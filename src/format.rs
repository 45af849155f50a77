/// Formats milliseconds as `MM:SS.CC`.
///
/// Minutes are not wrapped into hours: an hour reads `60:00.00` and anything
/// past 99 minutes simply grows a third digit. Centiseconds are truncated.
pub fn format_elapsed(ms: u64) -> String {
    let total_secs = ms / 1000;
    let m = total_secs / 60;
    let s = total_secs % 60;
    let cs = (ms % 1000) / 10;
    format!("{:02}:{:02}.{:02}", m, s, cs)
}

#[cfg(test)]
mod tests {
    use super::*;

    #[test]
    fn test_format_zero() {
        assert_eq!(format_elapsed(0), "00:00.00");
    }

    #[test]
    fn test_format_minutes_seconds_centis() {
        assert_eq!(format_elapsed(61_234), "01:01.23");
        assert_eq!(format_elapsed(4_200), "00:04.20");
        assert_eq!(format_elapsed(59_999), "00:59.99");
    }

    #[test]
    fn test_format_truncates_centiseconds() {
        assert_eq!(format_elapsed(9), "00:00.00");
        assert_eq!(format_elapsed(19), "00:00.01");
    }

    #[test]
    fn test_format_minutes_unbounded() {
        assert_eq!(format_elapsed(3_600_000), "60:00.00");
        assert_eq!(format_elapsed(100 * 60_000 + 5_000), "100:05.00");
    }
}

=====

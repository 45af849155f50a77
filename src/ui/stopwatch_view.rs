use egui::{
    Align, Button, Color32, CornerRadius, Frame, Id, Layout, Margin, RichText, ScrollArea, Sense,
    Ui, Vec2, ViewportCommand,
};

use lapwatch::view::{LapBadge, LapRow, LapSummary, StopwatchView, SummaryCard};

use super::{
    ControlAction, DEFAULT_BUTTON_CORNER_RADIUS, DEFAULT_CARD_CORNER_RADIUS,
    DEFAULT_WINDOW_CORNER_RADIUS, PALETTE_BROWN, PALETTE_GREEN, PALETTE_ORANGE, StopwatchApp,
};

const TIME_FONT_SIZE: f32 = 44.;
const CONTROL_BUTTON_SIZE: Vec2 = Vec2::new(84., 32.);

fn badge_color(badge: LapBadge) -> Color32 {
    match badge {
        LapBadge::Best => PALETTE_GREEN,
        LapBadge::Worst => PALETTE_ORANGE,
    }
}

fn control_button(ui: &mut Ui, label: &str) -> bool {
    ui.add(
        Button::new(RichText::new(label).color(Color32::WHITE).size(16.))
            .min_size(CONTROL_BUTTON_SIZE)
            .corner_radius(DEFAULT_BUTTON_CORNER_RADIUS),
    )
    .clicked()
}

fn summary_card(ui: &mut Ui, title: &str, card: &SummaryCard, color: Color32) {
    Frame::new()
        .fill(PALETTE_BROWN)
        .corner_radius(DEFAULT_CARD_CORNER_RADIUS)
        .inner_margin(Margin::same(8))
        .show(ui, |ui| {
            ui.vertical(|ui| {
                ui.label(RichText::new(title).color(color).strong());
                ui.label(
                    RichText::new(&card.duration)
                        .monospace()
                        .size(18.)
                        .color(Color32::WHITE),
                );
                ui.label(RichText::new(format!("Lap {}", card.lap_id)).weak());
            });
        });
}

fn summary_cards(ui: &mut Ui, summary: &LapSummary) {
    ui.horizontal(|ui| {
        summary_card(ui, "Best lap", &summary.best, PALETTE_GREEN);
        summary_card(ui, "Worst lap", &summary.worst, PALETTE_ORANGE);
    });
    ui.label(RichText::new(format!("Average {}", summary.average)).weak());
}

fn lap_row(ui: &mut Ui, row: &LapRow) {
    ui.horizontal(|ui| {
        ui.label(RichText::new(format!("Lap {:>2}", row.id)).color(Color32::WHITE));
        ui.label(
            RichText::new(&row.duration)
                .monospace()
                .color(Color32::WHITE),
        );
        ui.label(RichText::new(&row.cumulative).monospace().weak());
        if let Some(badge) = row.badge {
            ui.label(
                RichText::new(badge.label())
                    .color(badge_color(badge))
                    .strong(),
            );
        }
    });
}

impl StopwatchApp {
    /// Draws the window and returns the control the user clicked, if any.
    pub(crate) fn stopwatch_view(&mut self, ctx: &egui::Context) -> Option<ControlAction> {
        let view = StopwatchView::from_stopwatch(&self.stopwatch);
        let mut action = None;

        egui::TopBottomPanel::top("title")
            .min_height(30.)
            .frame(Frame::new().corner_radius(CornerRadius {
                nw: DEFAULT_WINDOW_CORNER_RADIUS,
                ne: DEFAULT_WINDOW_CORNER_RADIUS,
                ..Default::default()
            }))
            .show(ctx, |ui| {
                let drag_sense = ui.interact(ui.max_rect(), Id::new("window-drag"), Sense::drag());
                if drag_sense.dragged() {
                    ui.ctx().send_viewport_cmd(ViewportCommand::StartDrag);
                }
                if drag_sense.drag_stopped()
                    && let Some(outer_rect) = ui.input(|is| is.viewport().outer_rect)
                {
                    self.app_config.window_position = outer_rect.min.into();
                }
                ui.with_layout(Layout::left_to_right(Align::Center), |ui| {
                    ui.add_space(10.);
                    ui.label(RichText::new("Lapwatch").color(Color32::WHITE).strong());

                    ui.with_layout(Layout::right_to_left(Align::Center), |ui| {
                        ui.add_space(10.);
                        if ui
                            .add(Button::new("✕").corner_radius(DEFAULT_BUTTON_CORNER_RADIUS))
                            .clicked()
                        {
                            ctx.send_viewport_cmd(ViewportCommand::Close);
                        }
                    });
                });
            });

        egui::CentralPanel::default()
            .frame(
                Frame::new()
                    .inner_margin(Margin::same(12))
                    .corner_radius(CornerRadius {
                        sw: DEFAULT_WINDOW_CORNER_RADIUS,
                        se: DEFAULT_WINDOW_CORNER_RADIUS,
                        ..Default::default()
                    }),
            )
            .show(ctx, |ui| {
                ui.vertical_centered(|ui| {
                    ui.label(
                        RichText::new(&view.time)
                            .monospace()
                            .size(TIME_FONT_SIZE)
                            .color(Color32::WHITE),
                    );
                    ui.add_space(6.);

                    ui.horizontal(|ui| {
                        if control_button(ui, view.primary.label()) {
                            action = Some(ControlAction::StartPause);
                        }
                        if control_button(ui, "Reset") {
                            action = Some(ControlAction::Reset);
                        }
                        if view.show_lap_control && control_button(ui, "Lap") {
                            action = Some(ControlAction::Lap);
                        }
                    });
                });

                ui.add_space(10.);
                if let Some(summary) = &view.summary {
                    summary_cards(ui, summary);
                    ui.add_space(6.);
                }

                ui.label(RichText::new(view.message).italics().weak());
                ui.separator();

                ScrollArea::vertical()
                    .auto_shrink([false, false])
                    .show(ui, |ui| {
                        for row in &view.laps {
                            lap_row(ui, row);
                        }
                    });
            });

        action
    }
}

=====

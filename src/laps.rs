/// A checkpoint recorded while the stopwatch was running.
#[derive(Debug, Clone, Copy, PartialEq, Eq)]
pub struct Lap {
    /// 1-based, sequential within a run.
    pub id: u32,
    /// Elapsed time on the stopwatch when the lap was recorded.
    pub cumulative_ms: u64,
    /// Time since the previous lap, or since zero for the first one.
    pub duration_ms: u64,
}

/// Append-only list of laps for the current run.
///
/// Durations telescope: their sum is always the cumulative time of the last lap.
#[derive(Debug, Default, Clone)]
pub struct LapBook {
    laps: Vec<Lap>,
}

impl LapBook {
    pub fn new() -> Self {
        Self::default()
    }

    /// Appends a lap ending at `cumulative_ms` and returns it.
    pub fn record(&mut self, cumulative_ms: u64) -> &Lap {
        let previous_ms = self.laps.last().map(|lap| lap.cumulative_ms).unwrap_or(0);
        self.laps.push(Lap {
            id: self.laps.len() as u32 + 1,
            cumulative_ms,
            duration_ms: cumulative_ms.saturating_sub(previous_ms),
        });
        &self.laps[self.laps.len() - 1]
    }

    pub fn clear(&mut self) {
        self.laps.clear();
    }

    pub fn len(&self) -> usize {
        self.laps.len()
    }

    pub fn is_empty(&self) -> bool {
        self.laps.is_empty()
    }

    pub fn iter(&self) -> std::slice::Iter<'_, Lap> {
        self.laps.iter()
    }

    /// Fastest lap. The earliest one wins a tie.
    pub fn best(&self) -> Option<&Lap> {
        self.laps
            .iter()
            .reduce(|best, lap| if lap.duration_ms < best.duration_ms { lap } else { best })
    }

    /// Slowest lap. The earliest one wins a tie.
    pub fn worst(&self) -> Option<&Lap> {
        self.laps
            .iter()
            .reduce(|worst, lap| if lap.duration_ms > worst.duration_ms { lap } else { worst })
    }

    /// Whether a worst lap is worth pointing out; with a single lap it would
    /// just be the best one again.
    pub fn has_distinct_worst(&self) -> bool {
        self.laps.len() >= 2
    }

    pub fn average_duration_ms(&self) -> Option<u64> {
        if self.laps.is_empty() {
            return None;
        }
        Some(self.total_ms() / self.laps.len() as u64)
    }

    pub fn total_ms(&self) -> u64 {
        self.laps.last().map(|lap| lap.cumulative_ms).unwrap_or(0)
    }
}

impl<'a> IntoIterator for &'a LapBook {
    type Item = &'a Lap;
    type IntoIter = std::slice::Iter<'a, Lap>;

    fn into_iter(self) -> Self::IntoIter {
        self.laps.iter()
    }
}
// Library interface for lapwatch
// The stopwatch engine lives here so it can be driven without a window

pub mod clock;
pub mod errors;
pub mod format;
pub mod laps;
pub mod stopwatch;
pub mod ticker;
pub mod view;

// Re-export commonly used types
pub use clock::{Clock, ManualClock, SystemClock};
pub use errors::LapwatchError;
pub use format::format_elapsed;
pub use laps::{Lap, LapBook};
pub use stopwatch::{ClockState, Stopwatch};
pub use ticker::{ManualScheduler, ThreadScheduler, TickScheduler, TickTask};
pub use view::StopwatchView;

=====

Aim of the exercise: Above are the records; print exactly the lines from the line with "impl<'a> IntoIterator for" to the line with "pub use view::StopwatchView;", including both, and nothing else.

Final answer:
impl<'a> IntoIterator for &'a LapBook {
    type Item = &'a Lap;
    type IntoIter = std::slice::Iter<'a, Lap>;

    fn into_iter(self) -> Self::IntoIter {
        self.laps.iter()
    }
}
// Library interface for lapwatch
// The stopwatch engine lives here so it can be driven without a window

pub mod clock;
pub mod errors;
pub mod format;
pub mod laps;
pub mod stopwatch;
pub mod ticker;
pub mod view;

// Re-export commonly used types
pub use clock::{Clock, ManualClock, SystemClock};
pub use errors::LapwatchError;
pub use format::format_elapsed;
pub use laps::{Lap, LapBook};
pub use stopwatch::{ClockState, Stopwatch};
pub use ticker::{ManualScheduler, ThreadScheduler, TickScheduler, TickTask};
pub use view::StopwatchView;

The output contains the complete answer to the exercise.